**YOUR ASSIGNMENT:**
Print each record below word for word.

**Saved entries:**
* * * * *
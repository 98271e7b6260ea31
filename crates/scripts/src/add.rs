// SPDX-License-Identifier: BUSL-1.1
// Copyright (c) 2026 Alfred Jean LLC

//! Job insertion.

use crate::engine::StateEngine;
use crate::ScriptError;
use grist_core::codec;
use grist_core::opts::JobOpts;
use redis::ScriptInvocation;
use serde_json::Value;

/// One job to insert.
#[derive(Debug, Clone)]
pub struct AddJobArgs {
    pub name: String,
    pub data: Value,
    pub opts: JobOpts,
    /// Set by the flow producer for parent nodes whose children are inserted
    /// in the same batch; parks the job in waiting-children.
    pub has_pending_children: bool,
}

impl AddJobArgs {
    pub fn new(name: impl Into<String>, data: Value, opts: JobOpts) -> Self {
        Self { name: name.into(), data, opts, has_pending_children: false }
    }
}

/// Apply the add_job KEYS/ARGV layout onto a prepared invocation.
pub(crate) fn apply_add_job(
    invocation: &mut ScriptInvocation<'_>,
    engine: &StateEngine,
    args: &AddJobArgs,
    timestamp: u64,
) -> Result<(), ScriptError> {
    let keys = engine.keys();
    let opts = &args.opts;

    let dedup_key = match &opts.deduplication_id {
        Some(id) => keys.dedup(id),
        None => keys.meta(),
    };
    let parent_key = opts
        .parent
        .as_ref()
        .map(|parent| keys.sibling(&parent.queue).job(&parent.id));
    let parent_deps_key = parent_key
        .as_ref()
        .map(|key| format!("{key}:dependencies"))
        .unwrap_or_else(|| keys.meta());
    let group_jobs_key = match &opts.group {
        Some(group) => keys.group_jobs(&group.id),
        None => keys.meta(),
    };

    invocation
        .key(keys.wait())
        .key(keys.paused())
        .key(keys.meta())
        .key(keys.id_counter())
        .key(keys.delayed())
        .key(keys.prioritized())
        .key(keys.waiting_children())
        .key(keys.events())
        .key(keys.priority_counter())
        .key(keys.marker())
        .key(dedup_key)
        .key(parent_deps_key)
        .key(group_jobs_key)
        .arg(engine.base_arg())
        .arg(opts.job_id.as_deref().unwrap_or(""))
        .arg(&args.name)
        .arg(timestamp)
        .arg(serde_json::to_string(&args.data)?)
        .arg(codec::encode(opts)?)
        .arg(opts.delay)
        .arg(opts.priority)
        .arg(if opts.lifo { "1" } else { "0" })
        .arg(opts.deduplication_id.as_deref().unwrap_or(""))
        .arg(parent_key.unwrap_or_default())
        .arg(opts.group.as_ref().map(|g| g.id.as_str()).unwrap_or(""))
        .arg(if args.has_pending_children { "1" } else { "0" });
    Ok(())
}

impl StateEngine {
    /// A pipeline-ready add_job invocation, for callers composing their own
    /// atomic batches (flows, groups).
    pub fn prepare_add_job(
        &self,
        args: &AddJobArgs,
        timestamp: u64,
    ) -> Result<redis::ScriptInvocation<'_>, ScriptError> {
        args.opts.validate()?;
        let mut invocation = self.catalog().add_job.prepare_invoke();
        apply_add_job(&mut invocation, self, args, timestamp)?;
        Ok(invocation)
    }

    /// Load the add_job script so EVALSHA inside MULTI cannot miss.
    pub async fn ensure_add_job_loaded(&self) -> Result<(), ScriptError> {
        let mut conn = self.connection();
        self.catalog().add_job.prepare_invoke().load_async(&mut conn).await?;
        Ok(())
    }

    /// Insert one job; returns its id (the existing id on a dedup hit).
    pub async fn add_job(&self, args: &AddJobArgs, timestamp: u64) -> Result<String, ScriptError> {
        args.opts.validate()?;
        let mut conn = self.connection();
        let mut invocation = self.catalog().add_job.prepare_invoke();
        apply_add_job(&mut invocation, self, args, timestamp)?;
        Ok(invocation.invoke_async(&mut conn).await?)
    }

    /// Insert a batch of jobs in one atomic transaction.
    pub async fn add_bulk(
        &self,
        jobs: &[AddJobArgs],
        timestamp: u64,
    ) -> Result<Vec<String>, ScriptError> {
        if jobs.is_empty() {
            return Ok(Vec::new());
        }
        for job in jobs {
            job.opts.validate()?;
        }
        let mut conn = self.connection();
        // EVALSHA inside MULTI cannot recover from NOSCRIPT; load up front.
        self.catalog().add_job.prepare_invoke().load_async(&mut conn).await?;

        let mut pipe = redis::pipe();
        pipe.atomic();
        let mut invocations = Vec::with_capacity(jobs.len());
        for job in jobs {
            let mut invocation = self.catalog().add_job.prepare_invoke();
            apply_add_job(&mut invocation, self, job, timestamp)?;
            invocations.push(invocation);
        }
        for invocation in &invocations {
            pipe.invoke_script(invocation);
        }
        Ok(pipe.query_async(&mut conn).await?)
    }
}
* * * * *
**RESPONSE AREA:**
repository 98271e7b6260ea31
filename crates/scripts/src/add.rs
// SPDX-License-Identifier: BUSL-1.1
// Copyright (c) 2026 Alfred Jean LLC

//! Job insertion.

use crate::engine::StateEngine;
use crate::ScriptError;
use grist_core::codec;
use grist_core::opts::JobOpts;
use redis::ScriptInvocation;
use serde_json::Value;

/// One job to insert.
#[derive(Debug, Clone)]
pub struct AddJobArgs {
    pub name: String,
    pub data: Value,
    pub opts: JobOpts,
    /// Set by the flow producer for parent nodes whose children are inserted
    /// in the same batch; parks the job in waiting-children.
    pub has_pending_children: bool,
}

impl AddJobArgs {
    pub fn new(name: impl Into<String>, data: Value, opts: JobOpts) -> Self {
        Self { name: name.into(), data, opts, has_pending_children: false }
    }
}

/// Apply the add_job KEYS/ARGV layout onto a prepared invocation.
pub(crate) fn apply_add_job(
    invocation: &mut ScriptInvocation<'_>,
    engine: &StateEngine,
    args: &AddJobArgs,
    timestamp: u64,
) -> Result<(), ScriptError> {
    let keys = engine.keys();
    let opts = &args.opts;

    let dedup_key = match &opts.deduplication_id {
        Some(id) => keys.dedup(id),
        None => keys.meta(),
    };
    let parent_key = opts
        .parent
        .as_ref()
        .map(|parent| keys.sibling(&parent.queue).job(&parent.id));
    let parent_deps_key = parent_key
        .as_ref()
        .map(|key| format!("{key}:dependencies"))
        .unwrap_or_else(|| keys.meta());
    let group_jobs_key = match &opts.group {
        Some(group) => keys.group_jobs(&group.id),
        None => keys.meta(),
    };

    invocation
        .key(keys.wait())
        .key(keys.paused())
        .key(keys.meta())
        .key(keys.id_counter())
        .key(keys.delayed())
        .key(keys.prioritized())
        .key(keys.waiting_children())
        .key(keys.events())
        .key(keys.priority_counter())
        .key(keys.marker())
        .key(dedup_key)
        .key(parent_deps_key)
        .key(group_jobs_key)
        .arg(engine.base_arg())
        .arg(opts.job_id.as_deref().unwrap_or(""))
        .arg(&args.name)
        .arg(timestamp)
        .arg(serde_json::to_string(&args.data)?)
        .arg(codec::encode(opts)?)
        .arg(opts.delay)
        .arg(opts.priority)
        .arg(if opts.lifo { "1" } else { "0" })
        .arg(opts.deduplication_id.as_deref().unwrap_or(""))
        .arg(parent_key.unwrap_or_default())
        .arg(opts.group.as_ref().map(|g| g.id.as_str()).unwrap_or(""))
        .arg(if args.has_pending_children { "1" } else { "0" });
    Ok(())
}

impl StateEngine {
    /// A pipeline-ready add_job invocation, for callers composing their own
    /// atomic batches (flows, groups).
    pub fn prepare_add_job(
        &self,
        args: &AddJobArgs,
        timestamp: u64,
    ) -> Result<redis::ScriptInvocation<'_>, ScriptError> {
        args.opts.validate()?;
        let mut invocation = self.catalog().add_job.prepare_invoke();
        apply_add_job(&mut invocation, self, args, timestamp)?;
        Ok(invocation)
    }

    /// Load the add_job script so EVALSHA inside MULTI cannot miss.
    pub async fn ensure_add_job_loaded(&self) -> Result<(), ScriptError> {
        let mut conn = self.connection();
        self.catalog().add_job.prepare_invoke().load_async(&mut conn).await?;
        Ok(())
    }

    /// Insert one job; returns its id (the existing id on a dedup hit).
    pub async fn add_job(&self, args: &AddJobArgs, timestamp: u64) -> Result<String, ScriptError> {
        args.opts.validate()?;
        let mut conn = self.connection();
        let mut invocation = self.catalog().add_job.prepare_invoke();
        apply_add_job(&mut invocation, self, args, timestamp)?;
        Ok(invocation.invoke_async(&mut conn).await?)
    }

    /// Insert a batch of jobs in one atomic transaction.
    pub async fn add_bulk(
        &self,
        jobs: &[AddJobArgs],
        timestamp: u64,
    ) -> Result<Vec<String>, ScriptError> {
        if jobs.is_empty() {
            return Ok(Vec::new());
        }
        for job in jobs {
            job.opts.validate()?;
        }
        let mut conn = self.connection();
        // EVALSHA inside MULTI cannot recover from NOSCRIPT; load up front.
        self.catalog().add_job.prepare_invoke().load_async(&mut conn).await?;

        let mut pipe = redis::pipe();
        pipe.atomic();
        let mut invocations = Vec::with_capacity(jobs.len());
        for job in jobs {
            let mut invocation = self.catalog().add_job.prepare_invoke();
            apply_add_job(&mut invocation, self, job, timestamp)?;
            invocations.push(invocation);
        }
        for invocation in &invocations {
            pipe.invoke_script(invocation);
        }
        Ok(pipe.query_async(&mut conn).await?)
    }
}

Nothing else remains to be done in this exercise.